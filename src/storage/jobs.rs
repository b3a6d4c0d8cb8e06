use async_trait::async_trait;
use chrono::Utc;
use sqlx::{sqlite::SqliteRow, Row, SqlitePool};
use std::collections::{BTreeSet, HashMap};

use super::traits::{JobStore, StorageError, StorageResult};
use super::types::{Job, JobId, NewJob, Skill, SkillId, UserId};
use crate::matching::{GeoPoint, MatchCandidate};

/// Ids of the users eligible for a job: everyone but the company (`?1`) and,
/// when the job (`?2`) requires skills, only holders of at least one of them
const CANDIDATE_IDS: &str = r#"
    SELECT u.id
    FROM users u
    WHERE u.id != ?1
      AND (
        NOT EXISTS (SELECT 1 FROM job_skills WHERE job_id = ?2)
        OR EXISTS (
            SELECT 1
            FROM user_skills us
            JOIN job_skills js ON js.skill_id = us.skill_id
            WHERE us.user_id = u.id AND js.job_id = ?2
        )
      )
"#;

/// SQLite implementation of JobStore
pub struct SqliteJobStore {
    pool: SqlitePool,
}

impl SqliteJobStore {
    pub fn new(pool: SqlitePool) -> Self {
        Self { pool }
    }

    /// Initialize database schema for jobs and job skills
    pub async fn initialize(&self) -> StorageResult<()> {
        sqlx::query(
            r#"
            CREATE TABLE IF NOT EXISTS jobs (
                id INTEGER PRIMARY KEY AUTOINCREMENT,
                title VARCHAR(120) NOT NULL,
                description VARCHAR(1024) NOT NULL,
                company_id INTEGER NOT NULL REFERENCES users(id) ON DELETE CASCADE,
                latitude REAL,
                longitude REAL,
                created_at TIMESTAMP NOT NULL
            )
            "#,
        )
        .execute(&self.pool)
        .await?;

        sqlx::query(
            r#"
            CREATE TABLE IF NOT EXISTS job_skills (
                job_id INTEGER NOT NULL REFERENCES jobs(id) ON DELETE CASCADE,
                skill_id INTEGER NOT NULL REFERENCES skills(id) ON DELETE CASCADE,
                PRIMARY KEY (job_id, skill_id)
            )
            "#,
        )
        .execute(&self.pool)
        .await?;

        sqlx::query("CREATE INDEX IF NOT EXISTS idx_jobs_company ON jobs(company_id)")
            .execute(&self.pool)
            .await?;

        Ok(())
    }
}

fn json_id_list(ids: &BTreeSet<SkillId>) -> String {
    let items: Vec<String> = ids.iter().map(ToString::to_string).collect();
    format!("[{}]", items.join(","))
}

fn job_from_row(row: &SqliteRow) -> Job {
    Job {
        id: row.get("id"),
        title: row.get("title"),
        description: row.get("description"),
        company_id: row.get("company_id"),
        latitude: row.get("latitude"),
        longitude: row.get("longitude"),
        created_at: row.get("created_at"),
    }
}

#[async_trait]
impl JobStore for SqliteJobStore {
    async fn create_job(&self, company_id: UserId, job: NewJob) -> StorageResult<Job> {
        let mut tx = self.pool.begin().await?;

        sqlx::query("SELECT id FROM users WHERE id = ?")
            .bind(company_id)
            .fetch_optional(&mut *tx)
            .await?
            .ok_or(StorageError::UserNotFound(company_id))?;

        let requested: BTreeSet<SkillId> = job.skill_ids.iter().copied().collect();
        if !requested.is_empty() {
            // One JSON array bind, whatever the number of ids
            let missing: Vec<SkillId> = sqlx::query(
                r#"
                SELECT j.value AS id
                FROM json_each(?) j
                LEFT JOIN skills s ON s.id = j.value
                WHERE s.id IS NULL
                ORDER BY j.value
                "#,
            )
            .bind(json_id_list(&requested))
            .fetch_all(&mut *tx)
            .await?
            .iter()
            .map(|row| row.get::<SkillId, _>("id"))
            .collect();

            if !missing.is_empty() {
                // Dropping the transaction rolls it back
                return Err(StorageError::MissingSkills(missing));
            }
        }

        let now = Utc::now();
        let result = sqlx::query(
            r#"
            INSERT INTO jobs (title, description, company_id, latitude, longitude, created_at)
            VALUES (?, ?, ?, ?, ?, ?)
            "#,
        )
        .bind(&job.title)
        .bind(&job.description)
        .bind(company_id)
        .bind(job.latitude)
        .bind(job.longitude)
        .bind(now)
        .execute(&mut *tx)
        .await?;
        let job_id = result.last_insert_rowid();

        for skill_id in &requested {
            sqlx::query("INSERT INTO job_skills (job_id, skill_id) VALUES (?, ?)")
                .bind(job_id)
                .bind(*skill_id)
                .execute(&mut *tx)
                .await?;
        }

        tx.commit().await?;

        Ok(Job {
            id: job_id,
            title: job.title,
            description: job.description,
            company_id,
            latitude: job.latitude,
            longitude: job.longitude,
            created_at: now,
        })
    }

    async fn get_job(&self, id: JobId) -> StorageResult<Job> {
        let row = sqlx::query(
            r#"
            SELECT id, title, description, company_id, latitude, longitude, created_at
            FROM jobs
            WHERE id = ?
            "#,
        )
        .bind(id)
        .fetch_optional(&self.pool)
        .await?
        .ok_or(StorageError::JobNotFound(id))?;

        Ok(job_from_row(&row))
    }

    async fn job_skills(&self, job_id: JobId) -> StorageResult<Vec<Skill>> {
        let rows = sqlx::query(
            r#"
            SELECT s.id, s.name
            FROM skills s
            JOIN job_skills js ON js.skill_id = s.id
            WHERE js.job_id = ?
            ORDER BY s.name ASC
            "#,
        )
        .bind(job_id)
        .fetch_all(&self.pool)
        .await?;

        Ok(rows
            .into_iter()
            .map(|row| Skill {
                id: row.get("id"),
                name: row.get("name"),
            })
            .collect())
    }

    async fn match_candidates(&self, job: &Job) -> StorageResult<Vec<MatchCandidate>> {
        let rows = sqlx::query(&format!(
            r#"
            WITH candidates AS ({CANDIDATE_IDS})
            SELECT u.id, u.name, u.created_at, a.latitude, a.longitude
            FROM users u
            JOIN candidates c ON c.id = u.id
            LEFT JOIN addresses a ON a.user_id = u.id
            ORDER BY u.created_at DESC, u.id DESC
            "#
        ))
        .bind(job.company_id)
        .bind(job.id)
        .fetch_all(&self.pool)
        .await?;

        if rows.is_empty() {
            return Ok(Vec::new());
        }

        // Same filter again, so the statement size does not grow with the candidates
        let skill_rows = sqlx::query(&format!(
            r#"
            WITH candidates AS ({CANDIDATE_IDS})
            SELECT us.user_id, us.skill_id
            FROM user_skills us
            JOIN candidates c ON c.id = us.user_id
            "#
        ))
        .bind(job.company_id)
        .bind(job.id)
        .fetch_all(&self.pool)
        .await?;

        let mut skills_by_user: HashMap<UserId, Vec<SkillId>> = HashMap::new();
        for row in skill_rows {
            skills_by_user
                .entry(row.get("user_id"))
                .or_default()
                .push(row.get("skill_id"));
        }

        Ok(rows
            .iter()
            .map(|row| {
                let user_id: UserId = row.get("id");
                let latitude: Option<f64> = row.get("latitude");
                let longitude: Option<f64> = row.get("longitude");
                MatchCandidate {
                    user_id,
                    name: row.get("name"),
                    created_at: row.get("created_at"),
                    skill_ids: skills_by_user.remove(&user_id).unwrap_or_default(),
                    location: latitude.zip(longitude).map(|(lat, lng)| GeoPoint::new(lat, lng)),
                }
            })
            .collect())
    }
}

● ● ●

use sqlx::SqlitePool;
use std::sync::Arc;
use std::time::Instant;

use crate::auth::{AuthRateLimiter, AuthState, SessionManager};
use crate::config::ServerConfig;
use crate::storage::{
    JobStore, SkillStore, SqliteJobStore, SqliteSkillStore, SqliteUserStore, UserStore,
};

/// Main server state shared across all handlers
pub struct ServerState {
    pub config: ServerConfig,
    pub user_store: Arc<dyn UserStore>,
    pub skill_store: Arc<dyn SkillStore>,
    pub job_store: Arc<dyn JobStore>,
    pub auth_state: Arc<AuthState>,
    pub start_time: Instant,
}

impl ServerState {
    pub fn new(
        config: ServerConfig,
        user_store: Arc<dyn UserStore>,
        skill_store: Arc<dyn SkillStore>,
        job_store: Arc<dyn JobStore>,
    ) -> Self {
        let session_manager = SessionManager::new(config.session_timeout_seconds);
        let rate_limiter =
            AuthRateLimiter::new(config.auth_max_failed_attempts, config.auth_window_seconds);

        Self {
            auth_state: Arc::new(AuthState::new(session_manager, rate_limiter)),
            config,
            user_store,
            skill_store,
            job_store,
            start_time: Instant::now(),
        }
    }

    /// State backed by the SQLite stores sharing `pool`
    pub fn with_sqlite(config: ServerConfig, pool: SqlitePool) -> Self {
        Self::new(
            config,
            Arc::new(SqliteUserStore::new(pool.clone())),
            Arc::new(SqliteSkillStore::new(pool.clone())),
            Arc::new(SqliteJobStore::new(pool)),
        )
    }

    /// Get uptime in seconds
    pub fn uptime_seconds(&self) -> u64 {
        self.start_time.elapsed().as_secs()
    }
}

● ● ●

■ PROBLEM REQUIREMENTS
Answer with one number only, the count of lines in the listing that hold the word "NewJob".

■ REPLY TO THE TASK
2